• Task
Some lines below may hold the string "candidates". Count them and give only the total.

Extracted data entries
__________
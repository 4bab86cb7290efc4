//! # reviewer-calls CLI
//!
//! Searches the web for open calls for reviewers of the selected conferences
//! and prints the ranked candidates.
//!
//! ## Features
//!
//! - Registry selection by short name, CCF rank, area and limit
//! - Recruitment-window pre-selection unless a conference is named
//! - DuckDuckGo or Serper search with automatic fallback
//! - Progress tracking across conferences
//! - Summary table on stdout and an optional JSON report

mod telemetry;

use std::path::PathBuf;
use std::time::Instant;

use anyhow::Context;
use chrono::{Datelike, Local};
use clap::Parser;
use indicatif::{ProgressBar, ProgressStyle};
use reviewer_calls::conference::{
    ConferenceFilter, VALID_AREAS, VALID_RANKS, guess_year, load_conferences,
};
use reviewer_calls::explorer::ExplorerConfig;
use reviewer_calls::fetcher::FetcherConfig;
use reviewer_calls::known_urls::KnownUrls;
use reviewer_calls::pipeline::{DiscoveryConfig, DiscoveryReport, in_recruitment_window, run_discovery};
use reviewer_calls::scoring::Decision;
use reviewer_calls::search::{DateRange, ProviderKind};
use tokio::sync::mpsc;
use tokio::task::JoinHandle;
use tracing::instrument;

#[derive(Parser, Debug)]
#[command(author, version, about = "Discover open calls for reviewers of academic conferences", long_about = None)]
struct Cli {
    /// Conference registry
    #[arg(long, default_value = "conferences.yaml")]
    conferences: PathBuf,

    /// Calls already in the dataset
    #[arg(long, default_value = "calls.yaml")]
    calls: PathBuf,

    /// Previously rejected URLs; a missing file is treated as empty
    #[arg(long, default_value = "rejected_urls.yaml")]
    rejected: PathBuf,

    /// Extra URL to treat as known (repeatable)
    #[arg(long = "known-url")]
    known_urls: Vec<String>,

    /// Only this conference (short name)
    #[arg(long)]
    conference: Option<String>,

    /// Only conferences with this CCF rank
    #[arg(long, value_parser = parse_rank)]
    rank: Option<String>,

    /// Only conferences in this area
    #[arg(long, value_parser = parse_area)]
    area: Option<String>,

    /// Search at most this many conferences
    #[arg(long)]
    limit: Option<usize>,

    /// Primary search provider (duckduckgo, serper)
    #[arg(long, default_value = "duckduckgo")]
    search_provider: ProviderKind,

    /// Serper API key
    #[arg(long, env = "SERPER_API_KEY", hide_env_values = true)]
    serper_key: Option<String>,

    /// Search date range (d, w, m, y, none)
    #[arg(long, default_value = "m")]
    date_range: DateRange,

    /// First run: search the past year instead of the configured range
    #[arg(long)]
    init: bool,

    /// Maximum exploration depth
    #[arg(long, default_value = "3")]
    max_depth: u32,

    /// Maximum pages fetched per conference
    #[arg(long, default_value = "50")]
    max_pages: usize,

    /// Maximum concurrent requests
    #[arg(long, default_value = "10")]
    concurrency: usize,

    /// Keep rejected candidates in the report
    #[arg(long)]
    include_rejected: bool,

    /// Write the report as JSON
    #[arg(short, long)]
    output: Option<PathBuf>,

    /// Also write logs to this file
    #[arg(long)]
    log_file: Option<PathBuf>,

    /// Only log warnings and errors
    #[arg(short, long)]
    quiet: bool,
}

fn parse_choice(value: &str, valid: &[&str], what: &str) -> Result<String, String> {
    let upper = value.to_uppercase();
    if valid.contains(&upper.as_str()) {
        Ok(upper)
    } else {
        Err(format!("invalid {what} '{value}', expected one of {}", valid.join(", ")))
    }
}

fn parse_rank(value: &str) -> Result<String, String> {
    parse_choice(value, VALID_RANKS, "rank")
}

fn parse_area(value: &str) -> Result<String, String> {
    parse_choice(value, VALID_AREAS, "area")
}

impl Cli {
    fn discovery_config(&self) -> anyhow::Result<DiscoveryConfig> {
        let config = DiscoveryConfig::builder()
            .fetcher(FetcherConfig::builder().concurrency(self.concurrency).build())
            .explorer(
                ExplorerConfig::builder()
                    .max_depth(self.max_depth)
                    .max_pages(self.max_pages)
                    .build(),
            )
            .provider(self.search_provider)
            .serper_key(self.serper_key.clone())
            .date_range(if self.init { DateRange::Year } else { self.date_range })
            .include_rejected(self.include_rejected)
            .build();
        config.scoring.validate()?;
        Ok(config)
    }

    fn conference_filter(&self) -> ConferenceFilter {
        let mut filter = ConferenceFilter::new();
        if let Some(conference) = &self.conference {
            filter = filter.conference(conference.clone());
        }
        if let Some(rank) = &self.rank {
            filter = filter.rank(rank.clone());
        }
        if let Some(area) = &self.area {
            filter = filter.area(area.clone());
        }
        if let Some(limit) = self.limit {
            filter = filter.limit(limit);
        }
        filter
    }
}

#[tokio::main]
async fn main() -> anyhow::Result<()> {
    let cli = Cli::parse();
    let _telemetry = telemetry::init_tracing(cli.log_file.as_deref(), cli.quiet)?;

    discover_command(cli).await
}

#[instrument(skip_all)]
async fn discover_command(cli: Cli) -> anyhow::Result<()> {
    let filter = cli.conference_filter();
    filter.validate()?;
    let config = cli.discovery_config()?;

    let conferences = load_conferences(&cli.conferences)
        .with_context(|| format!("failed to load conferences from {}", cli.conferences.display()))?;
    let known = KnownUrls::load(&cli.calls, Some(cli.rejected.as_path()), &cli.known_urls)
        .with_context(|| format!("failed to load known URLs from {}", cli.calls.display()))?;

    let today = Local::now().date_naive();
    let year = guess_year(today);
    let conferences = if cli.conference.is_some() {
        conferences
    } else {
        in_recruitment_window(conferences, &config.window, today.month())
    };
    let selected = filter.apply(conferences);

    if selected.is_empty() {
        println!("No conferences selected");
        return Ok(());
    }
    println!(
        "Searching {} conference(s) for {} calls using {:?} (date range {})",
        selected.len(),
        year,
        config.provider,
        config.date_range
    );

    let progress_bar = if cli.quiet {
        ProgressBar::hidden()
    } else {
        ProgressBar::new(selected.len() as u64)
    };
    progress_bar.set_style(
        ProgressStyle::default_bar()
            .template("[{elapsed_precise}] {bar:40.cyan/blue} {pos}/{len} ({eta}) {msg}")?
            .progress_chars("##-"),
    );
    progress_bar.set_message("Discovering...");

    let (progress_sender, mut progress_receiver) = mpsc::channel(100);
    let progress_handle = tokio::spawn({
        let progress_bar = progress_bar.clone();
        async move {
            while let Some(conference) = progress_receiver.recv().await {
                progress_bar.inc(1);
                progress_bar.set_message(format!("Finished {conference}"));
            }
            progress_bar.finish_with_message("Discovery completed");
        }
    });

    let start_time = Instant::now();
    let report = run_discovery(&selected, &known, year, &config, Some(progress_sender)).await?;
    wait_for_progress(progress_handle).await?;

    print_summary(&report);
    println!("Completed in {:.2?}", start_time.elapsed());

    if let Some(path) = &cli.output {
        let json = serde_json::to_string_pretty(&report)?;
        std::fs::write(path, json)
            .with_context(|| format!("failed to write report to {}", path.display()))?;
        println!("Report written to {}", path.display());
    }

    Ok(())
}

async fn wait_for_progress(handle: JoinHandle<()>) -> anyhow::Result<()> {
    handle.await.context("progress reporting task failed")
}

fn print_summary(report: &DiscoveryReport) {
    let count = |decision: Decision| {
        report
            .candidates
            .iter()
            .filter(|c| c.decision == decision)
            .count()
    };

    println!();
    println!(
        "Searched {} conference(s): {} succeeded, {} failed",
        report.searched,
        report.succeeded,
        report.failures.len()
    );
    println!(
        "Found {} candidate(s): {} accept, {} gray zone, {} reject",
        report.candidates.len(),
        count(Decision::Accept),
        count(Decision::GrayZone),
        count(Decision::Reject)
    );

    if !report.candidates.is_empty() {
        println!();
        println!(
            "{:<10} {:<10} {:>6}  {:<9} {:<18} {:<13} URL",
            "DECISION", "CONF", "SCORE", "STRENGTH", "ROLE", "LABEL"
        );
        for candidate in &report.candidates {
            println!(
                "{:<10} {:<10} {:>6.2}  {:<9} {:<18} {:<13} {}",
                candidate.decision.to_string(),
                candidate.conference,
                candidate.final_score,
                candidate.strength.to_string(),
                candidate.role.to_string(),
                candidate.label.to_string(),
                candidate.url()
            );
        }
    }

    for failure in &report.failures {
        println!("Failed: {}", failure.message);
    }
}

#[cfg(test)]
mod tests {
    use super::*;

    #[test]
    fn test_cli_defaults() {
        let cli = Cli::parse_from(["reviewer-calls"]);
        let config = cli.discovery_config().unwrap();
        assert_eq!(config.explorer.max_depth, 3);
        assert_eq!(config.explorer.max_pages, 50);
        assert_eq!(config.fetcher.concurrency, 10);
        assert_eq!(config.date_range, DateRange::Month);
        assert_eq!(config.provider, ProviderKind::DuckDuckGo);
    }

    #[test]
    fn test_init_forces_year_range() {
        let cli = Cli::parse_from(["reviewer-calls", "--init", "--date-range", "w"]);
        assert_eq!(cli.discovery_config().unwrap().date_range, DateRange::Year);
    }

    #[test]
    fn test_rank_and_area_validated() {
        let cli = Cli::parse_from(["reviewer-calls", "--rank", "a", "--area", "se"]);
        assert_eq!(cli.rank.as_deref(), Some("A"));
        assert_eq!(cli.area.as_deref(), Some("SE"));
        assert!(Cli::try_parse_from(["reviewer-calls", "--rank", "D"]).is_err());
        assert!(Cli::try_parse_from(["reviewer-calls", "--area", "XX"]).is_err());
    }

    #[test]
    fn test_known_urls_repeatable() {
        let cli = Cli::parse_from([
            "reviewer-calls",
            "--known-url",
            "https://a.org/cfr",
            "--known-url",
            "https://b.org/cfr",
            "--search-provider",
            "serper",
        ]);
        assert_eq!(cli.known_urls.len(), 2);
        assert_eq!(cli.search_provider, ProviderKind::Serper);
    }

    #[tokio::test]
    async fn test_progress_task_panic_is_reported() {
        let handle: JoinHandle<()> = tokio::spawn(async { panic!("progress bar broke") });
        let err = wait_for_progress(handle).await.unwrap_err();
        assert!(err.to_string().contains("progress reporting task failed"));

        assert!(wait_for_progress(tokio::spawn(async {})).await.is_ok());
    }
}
__________
• Final answer
6